R : Donc, on peut dire que ces IM cloisonnent l’élève.

S : Oui, en effet. La question de l’intelligence est très complexe. L’élève doit développer des habiletés et des compétences et, cela, ce n’est pas juste qu’une question d’intelligence. Ce qui est le plus important, ce sont les stratégies que l’on met en place pour résoudre un problème et c’est là-dessus qu’il faut agir. L’élève va être motivé s’il croit qu’il peut s’améliorer. Il faut le placer dans un contexte où il verra la possibilité de s’améliorer. Il ne faut surtout pas mettre d’étiquettes réductrices. Souvent, nous mettons ces étiquettes pour valoriser les élèves. « Toi, tu es visuel, toi, tu as une intelligence verbale. » Mais, il ne faut pas oublier la contrepartie : si on possède un type particulier d’intelligence, cela peut suggérer qu’on n’en possède aucun autre, ce qui évidemment très réducteur.

R : Pourtant, ces IM permettaient de valoriser l’élève, chacun ayant une certaine forme d’intelligence, on aurait pu penser que c’était positif pour les élèves.

S : Oui, c’est vrai que tout individu a des forces et des faiblesses. Il faut,bien entendu, valoriser les forces et les utiliser, mais il faut aussi travailler sur ses faiblesses. Parler d’intelligences multiples est problématique, car la théorie des intelligences multiples suppose que les différents types d’intelligence sont indépendants les uns des autres, ce qui est incompatible avec nos connaissances scientifiques actuelles.Ce qui est plus important que la notion d’intelligence à mon avis, c’est le fait que le cerveau soit plastique, et qu’il est donc possible de développer des capacités verbales, spatiales, mathématiques et autres. Avec les bons exercices, avec une pédagogie adaptée au fonctionnement cérébral, il est possible d’aider l’élève à mieux utiliser son cerveau.

R : Merci Steve de toutes ces explications sur les IM. Un dernier mot sur vos recherches futures ? Il y a certainement encore beaucoup à découvrir…

S : Depuis un bon nombre d’années, de plus en plus de chercheurs s’intéressent à ce qui se passe dans le cerveau quand on apprend les mathématiques, la lecture, etc. De plus en plus, les chercheurs s’intéressent aussi à ce qui peut influencer le cerveau quand on apprend.

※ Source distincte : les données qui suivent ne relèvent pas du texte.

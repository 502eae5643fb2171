//! Key derivation applied to raw agreed / encapsulated secrets.
//!
//! `Raw` (or an empty name) hands back the shared secret untouched;
//! `HKDF(<hash>)` runs HKDF-Extract with the caller's salt and expands to the
//! requested length.

use crate::crypto::hash::HashFunction;
use crate::error::{CryptoError, Result};
use crate::utils::parsing::SchemeName;
use hkdf::Hkdf;
use sha2::{Sha256, Sha384, Sha512};
use zeroize::Zeroizing;

#[derive(Debug, Clone, Copy, PartialEq, Eq)]
pub enum Kdf {
    Raw,
    Hkdf(HashFunction),
}

impl Kdf {
    pub fn from_name(name: &str) -> Result<Self> {
        if name.is_empty() || name == "Raw" {
            return Ok(Kdf::Raw);
        }

        let scheme = SchemeName::parse(name)?;
        match (scheme.name.as_str(), scheme.args.as_slice()) {
            ("HKDF", [hash]) => Ok(Kdf::Hkdf(HashFunction::from_name(hash)?)),
            _ => Err(CryptoError::InvalidArgument(format!(
                "Unknown KDF '{}'",
                name
            ))),
        }
    }

    pub fn is_raw(&self) -> bool {
        matches!(self, Kdf::Raw)
    }

    /// Output length for a caller asking for `desired` bytes given a
    /// `raw_len`-byte shared secret.
    pub fn output_length(&self, desired: usize, raw_len: usize) -> usize {
        match self {
            Kdf::Raw => raw_len,
            Kdf::Hkdf(_) => desired,
        }
    }

    pub fn derive(
        &self,
        desired: usize,
        secret: &[u8],
        salt: &[u8],
    ) -> Result<Zeroizing<Vec<u8>>> {
        match self {
            Kdf::Raw => {
                if !salt.is_empty() {
                    return Err(CryptoError::InvalidArgument(
                        "A salt requires a KDF, but Raw was selected".to_string(),
                    ));
                }
                Ok(Zeroizing::new(secret.to_vec()))
            }
            Kdf::Hkdf(hash) => {
                let mut okm = Zeroizing::new(vec![0u8; desired]);
                let expanded = match hash {
                    HashFunction::Sha256 => {
                        Hkdf::<Sha256>::new(Some(salt), secret).expand(&[], &mut okm)
                    }
                    HashFunction::Sha384 => {
                        Hkdf::<Sha384>::new(Some(salt), secret).expand(&[], &mut okm)
                    }
                    HashFunction::Sha512 => {
                        Hkdf::<Sha512>::new(Some(salt), secret).expand(&[], &mut okm)
                    }
                };
                expanded.map_err(|e| {
                    CryptoError::InvalidArgument(format!("HKDF output length {}: {}", desired, e))
                })?;
                Ok(okm)
            }
        }
    }
}

#[cfg(test)]
mod tests {
    use super::*;

    #[test]
    fn test_kdf_names() {
        assert_eq!(Kdf::from_name("").unwrap(), Kdf::Raw);
        assert_eq!(Kdf::from_name("Raw").unwrap(), Kdf::Raw);
        assert_eq!(
            Kdf::from_name("HKDF(SHA-512)").unwrap(),
            Kdf::Hkdf(HashFunction::Sha512)
        );
        assert!(Kdf::from_name("KDF2(SHA-256)").is_err());
        assert!(Kdf::from_name("HKDF(SHA-256,SHA-512)").is_err());
    }

    #[test]
    fn test_raw_ignores_length_and_rejects_salt() {
        let out = Kdf::Raw.derive(16, &[7u8; 32], b"").unwrap();
        assert_eq!(out.len(), 32);
        assert!(Kdf::Raw.derive(16, &[7u8; 32], b"salt").is_err());
        assert_eq!(Kdf::Raw.output_length(16, 32), 32);
    }

    #[test]
    fn test_hkdf_length_and_salt_dependence() {
        let kdf = Kdf::Hkdf(HashFunction::Sha256);
        let a = kdf.derive(42, &[1u8; 32], b"salt-a").unwrap();
        let b = kdf.derive(42, &[1u8; 32], b"salt-b").unwrap();
        assert_eq!(a.len(), 42);
        assert_ne!(&a[..], &b[..]);
        assert_eq!(kdf.output_length(42, 32), 42);
    }
}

Est-ce que la façon d’enseigner peut avoir un impact sur les changements qui se déroulent dans le cerveau ? C’est actuellement ce que l’on commence à explorer, en étudiant par exemple l’impact des différentes méthodes d’apprentissage de lecture sur notre cerveau.

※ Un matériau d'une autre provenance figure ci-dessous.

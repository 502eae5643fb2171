// Типы ошибок публичной криптографии

use thiserror::Error;

/// Errors produced by the public-key layer.
///
/// Verification never surfaces these: `Verifier::check_signature` folds every
/// variant into `false`.
#[derive(Error, Debug, Clone, PartialEq, Eq)]
pub enum CryptoError {
    /// Malformed input bytes where a well-defined structure was expected.
    #[error("Decoding error: {0}")]
    Decoding(String),

    /// Unsupported capability or scheme, or a nonsensical combination of options.
    #[error("Invalid argument: {0}")]
    InvalidArgument(String),

    /// A length precondition was violated while producing output.
    #[error("Encoding error: {0}")]
    Encoding(String),

    #[error("Invalid state: {0}")]
    InvalidState(String),

    #[error("Provider not found: {0}")]
    ProviderNotFound(String),

    #[error("Failed to generate key: {0}")]
    KeyGeneration(String),

    /// A backend consistency check failed. Indicates a defect, not bad input.
    #[error("Internal error: {0}")]
    Internal(String),
}

impl CryptoError {
    pub(crate) fn unsupported(algorithm: &str, capability: &str) -> Self {
        CryptoError::InvalidArgument(format!(
            "Key type {} does not support {}",
            algorithm, capability
        ))
    }

    pub(crate) fn unknown_scheme(algorithm: &str, scheme: &str) -> Self {
        CryptoError::InvalidArgument(format!(
            "{} does not support scheme '{}'",
            algorithm, scheme
        ))
    }
}

impl From<der::Error> for CryptoError {
    fn from(err: der::Error) -> Self {
        CryptoError::Decoding(err.to_string())
    }
}

pub type Result<T> = std::result::Result<T, CryptoError>;
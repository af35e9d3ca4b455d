//! Errors returned by the simulation service client

use serde::Deserialize;

/// Request-level failure
#[derive(Debug, Clone, PartialEq, Eq, thiserror::Error)]
pub enum ApiError {
    /// Server answered with a non-success status
    #[error("request failed with status {status}{}", .message.as_deref().map(|m| format!(": {m}")).unwrap_or_default())]
    Status {
        /// HTTP status code
        status: u16,
        /// `error` field of the response body, when present
        message: Option<String>,
    },

    /// Connection, timeout or other transport failure
    #[error("transport error: {0}")]
    Transport(String),

    /// Success status but the body could not be read
    #[error("invalid response body: {0}")]
    Decode(String),

    /// Client could not be built from its configuration
    #[error("invalid client configuration: {0}")]
    Config(String),
}

impl ApiError {
    /// Message to show to the user
    ///
    /// The server-supplied message when there is one, `fallback` otherwise.
    #[must_use]
    pub fn user_message(&self, fallback: &str) -> String {
        match self {
            Self::Status {
                message: Some(message),
                ..
            } if !message.trim().is_empty() => message.clone(),
            _ => fallback.to_string(),
        }
    }

    /// Status code, if the server answered
    #[inline]
    #[must_use]
    pub fn status(&self) -> Option<u16> {
        match self {
            Self::Status { status, .. } => Some(*status),
            _ => None,
        }
    }

    /// Build a status error from a raw failure body
    #[must_use]
    pub fn from_status_body(status: u16, body: &[u8]) -> Self {
        let message = serde_json::from_slice::<ErrorBody>(body)
            .ok()
            .and_then(|body| body.error);
        Self::Status { status, message }
    }
}

impl From<reqwest::Error> for ApiError {
    fn from(err: reqwest::Error) -> Self {
        if err.is_decode() {
            Self::Decode(err.to_string())
        } else {
            Self::Transport(err.to_string())
        }
    }
}

/// Failure body: `{"error": "..."}`
#[derive(Debug, Clone, Default, Deserialize)]
pub struct ErrorBody {
    #[serde(default)]
    pub error: Option<String>,
}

Étudier l’impact de deux façons d’enseigner différentes sur le fonctionnement cérébral, et voir en quoi ces connaissances de l’impact de l’enseignement peuvent nous outiller à la fois pour mieux comprendre le cerveau et pour trouver les meilleures pédagogies, c’est une voie de recherche particulièrement passionnante !

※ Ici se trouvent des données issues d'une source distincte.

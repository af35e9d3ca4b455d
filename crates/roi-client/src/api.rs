//! Service interface
//!
//! The controller talks to the backend only through [`SimulatorApi`], so the
//! HTTP implementation can be swapped for an in-memory one in tests.

use crate::error::ApiError;
use async_trait::async_trait;
use roi_core::{
    NewScenario, ReportRequest, ScenarioDetail, ScenarioId, ScenarioSummary, SimulationRequest,
    SimulationResult,
};
use serde::{Deserialize, Serialize};

/// Generated report as received from the service
#[derive(Debug, Clone, PartialEq, Eq)]
pub struct ReportFile {
    /// Raw `Content-Disposition` header, if sent
    pub content_disposition: Option<String>,
    /// Raw `Content-Type` header, if sent
    pub content_type: Option<String>,
    /// File body
    pub bytes: Vec<u8>,
}

impl ReportFile {
    /// Report body with no headers
    #[inline]
    #[must_use]
    pub fn new(bytes: impl Into<Vec<u8>>) -> Self {
        Self {
            content_disposition: None,
            content_type: None,
            bytes: bytes.into(),
        }
    }

    /// With `Content-Disposition`
    #[inline]
    #[must_use]
    pub fn with_content_disposition(mut self, value: impl Into<String>) -> Self {
        self.content_disposition = Some(value.into());
        self
    }
}

/// Body of `GET /api/health`
#[derive(Debug, Clone, PartialEq, Eq, Serialize, Deserialize)]
pub struct HealthStatus {
    pub status: String,
}

impl HealthStatus {
    /// Service reported `ok`
    #[inline]
    #[must_use]
    pub fn is_ok(&self) -> bool {
        self.status.eq_ignore_ascii_case("ok")
    }
}

/// Operations offered by the ROI simulation service
#[async_trait]
pub trait SimulatorApi: Send + Sync {
    /// `POST /api/simulate`
    async fn simulate(&self, request: &SimulationRequest) -> Result<SimulationResult, ApiError>;

    /// `GET /api/scenarios`
    async fn list_scenarios(&self) -> Result<Vec<ScenarioSummary>, ApiError>;

    /// `POST /api/scenarios`
    async fn save_scenario(&self, scenario: &NewScenario) -> Result<(), ApiError>;

    /// `GET /api/scenarios/{id}`
    async fn get_scenario(&self, id: ScenarioId) -> Result<ScenarioDetail, ApiError>;

    /// `DELETE /api/scenarios/{id}`
    async fn delete_scenario(&self, id: ScenarioId) -> Result<(), ApiError>;

    /// `POST /api/report/generate`
    async fn generate_report(&self, request: &ReportRequest) -> Result<ReportFile, ApiError>;

    /// `GET /api/health`
    async fn health(&self) -> Result<HealthStatus, ApiError>;
}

R : Le rôle des éducateurs est donc très important. Un mauvais choix pédagogique pourrait avoir un mauvais impact sur le cerveau.

S : Une chose est certaine : Les choix pédagogiques que font les enseignants peuvent avoir très probablement un impact déterminant sur le développement du cerveau des élèves. C’est pour cela que les enseignants sont très intéressés par le fonctionnement du cerveau ; ils veulent connaître l’impact qu’ils ont sur leurs élèves.

R : Merci Steve de tous ces éclaircissements donnés sur vos recherches actuelles et futures. Merci de nous accompagner une nouvelle fois dans la connaissance du fonctionnement cérébral.

Note de la rédaction : Lorsque Steve Masson parle de « styles d’apprentissage », il se réfère à des préférences perceptives.

L’éclairage de Béatrice Glickmann : La notion de « style d’apprentissage » se réfère à des mouvements pédagogiques qui différencient leur approche selon une description propre à créer une typologie (ex : les intelligences multiples). Les travaux d’Antoine de la Garanderie ne s’inscrivent pas dans ces mouvements : ses recherches portent sur les ressources propres à l’élève, invitant ce dernier à amplifier ce qu’il sait déjà faire pour, dans le prolongement s’enrichir d’autres manières. Antoine de la Garanderie invite l’enseignant à observer l’élève afin de découvrir, avec lui, le fonctionnement habituel établi. Il tient compte de la plasticité cérébrale, mais aussi des structures propres promues par l’élèves dans ses habitudes de sens. Il ne s’agit pas là de style d’apprentissage, mais d’une spécification du projet de sens.